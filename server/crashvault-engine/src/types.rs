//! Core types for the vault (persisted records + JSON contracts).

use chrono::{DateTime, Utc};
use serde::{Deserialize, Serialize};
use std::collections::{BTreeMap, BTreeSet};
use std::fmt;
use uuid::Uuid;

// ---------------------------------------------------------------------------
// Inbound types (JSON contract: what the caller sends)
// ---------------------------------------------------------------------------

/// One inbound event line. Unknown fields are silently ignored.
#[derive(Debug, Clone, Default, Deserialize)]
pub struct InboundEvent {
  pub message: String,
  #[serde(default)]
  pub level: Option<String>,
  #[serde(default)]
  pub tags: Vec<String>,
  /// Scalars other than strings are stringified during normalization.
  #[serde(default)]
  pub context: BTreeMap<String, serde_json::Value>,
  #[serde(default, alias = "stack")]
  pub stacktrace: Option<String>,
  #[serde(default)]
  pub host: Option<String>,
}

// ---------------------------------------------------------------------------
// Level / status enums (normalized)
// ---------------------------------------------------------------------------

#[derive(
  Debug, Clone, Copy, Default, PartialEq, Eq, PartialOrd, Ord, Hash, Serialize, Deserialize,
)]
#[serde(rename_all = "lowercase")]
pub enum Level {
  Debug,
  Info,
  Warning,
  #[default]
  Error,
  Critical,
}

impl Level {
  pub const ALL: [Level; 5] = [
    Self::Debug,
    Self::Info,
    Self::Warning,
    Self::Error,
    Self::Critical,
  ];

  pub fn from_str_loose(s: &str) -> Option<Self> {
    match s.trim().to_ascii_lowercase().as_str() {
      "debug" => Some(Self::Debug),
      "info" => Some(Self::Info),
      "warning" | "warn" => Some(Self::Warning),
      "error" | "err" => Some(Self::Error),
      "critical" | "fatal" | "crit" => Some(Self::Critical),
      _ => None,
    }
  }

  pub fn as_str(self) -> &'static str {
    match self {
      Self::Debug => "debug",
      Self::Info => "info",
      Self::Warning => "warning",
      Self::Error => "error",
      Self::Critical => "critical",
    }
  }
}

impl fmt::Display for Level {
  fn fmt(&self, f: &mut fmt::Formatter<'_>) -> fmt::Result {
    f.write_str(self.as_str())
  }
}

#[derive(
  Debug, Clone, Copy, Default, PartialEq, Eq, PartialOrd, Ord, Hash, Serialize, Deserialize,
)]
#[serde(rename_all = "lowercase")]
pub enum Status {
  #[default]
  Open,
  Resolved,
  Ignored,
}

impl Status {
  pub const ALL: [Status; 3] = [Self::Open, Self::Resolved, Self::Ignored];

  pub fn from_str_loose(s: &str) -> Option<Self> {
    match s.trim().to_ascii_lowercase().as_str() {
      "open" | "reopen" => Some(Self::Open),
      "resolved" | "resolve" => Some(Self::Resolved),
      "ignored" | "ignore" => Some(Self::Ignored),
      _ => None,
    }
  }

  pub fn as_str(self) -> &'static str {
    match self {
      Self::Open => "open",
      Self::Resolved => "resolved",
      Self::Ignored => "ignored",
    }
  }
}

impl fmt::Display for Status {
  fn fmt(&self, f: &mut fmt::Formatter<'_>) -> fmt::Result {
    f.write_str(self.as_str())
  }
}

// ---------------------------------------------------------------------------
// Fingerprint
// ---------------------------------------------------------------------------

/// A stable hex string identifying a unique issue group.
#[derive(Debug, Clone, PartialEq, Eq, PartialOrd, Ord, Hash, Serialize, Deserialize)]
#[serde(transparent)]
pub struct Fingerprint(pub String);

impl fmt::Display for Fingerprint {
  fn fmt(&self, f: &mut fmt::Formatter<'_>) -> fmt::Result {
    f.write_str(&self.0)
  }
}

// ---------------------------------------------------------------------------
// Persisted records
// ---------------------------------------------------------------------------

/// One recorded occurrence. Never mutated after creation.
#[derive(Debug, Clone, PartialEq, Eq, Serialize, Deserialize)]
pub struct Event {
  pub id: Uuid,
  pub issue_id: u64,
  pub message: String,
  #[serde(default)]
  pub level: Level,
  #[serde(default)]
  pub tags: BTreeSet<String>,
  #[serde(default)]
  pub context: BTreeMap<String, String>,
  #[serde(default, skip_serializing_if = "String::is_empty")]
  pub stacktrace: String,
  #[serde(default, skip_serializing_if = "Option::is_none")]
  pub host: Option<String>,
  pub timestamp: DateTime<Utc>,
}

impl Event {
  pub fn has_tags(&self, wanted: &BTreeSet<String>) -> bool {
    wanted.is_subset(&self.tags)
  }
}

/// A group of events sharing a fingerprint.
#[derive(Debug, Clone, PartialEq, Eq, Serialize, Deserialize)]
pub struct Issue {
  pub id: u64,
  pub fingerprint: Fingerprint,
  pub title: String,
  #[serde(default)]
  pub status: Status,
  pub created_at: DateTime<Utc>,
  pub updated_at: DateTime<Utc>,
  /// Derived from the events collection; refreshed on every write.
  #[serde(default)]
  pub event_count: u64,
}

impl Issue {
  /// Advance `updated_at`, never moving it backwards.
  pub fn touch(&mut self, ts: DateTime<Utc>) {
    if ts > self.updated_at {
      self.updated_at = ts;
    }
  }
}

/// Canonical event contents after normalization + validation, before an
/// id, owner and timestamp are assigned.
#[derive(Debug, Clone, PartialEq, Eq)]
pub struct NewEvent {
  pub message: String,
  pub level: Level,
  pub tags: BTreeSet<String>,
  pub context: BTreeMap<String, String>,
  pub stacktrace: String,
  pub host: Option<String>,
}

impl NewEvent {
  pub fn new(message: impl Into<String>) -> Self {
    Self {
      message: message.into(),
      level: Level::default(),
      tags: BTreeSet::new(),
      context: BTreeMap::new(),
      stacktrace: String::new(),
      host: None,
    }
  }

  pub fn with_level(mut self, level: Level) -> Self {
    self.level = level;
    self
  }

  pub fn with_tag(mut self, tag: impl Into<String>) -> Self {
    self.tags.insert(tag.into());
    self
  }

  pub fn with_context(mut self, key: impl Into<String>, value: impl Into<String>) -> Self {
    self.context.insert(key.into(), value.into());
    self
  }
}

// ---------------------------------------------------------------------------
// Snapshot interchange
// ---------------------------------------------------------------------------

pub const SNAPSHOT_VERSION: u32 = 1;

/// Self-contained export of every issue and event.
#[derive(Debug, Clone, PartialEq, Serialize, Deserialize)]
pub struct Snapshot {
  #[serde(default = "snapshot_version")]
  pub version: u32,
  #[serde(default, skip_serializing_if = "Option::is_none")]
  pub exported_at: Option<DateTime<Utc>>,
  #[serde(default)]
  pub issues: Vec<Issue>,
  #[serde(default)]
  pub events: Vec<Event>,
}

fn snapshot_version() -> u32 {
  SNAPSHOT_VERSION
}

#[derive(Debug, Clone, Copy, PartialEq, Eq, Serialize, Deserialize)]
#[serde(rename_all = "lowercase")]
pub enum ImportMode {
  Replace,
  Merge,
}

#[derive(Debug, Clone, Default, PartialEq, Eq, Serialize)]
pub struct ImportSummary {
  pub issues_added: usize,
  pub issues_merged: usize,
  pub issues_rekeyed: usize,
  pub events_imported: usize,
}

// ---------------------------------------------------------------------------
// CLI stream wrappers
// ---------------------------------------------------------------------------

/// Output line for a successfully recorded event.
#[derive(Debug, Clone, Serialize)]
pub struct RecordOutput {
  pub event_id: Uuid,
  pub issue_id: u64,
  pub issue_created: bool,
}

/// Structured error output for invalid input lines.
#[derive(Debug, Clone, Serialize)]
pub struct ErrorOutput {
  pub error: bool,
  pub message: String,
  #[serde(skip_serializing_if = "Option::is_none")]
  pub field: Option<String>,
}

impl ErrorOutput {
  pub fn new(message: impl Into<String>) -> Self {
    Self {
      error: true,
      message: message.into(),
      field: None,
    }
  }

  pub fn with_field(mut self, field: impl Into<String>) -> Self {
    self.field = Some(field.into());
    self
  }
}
────────
Exercise directions - Take every line in the preceding listing that contains "Critical" and copy it.

Task answer -
  Critical,
    Self::Critical,
      "critical" | "fatal" | "crit" => Some(Self::Critical),
      Self::Critical => "critical",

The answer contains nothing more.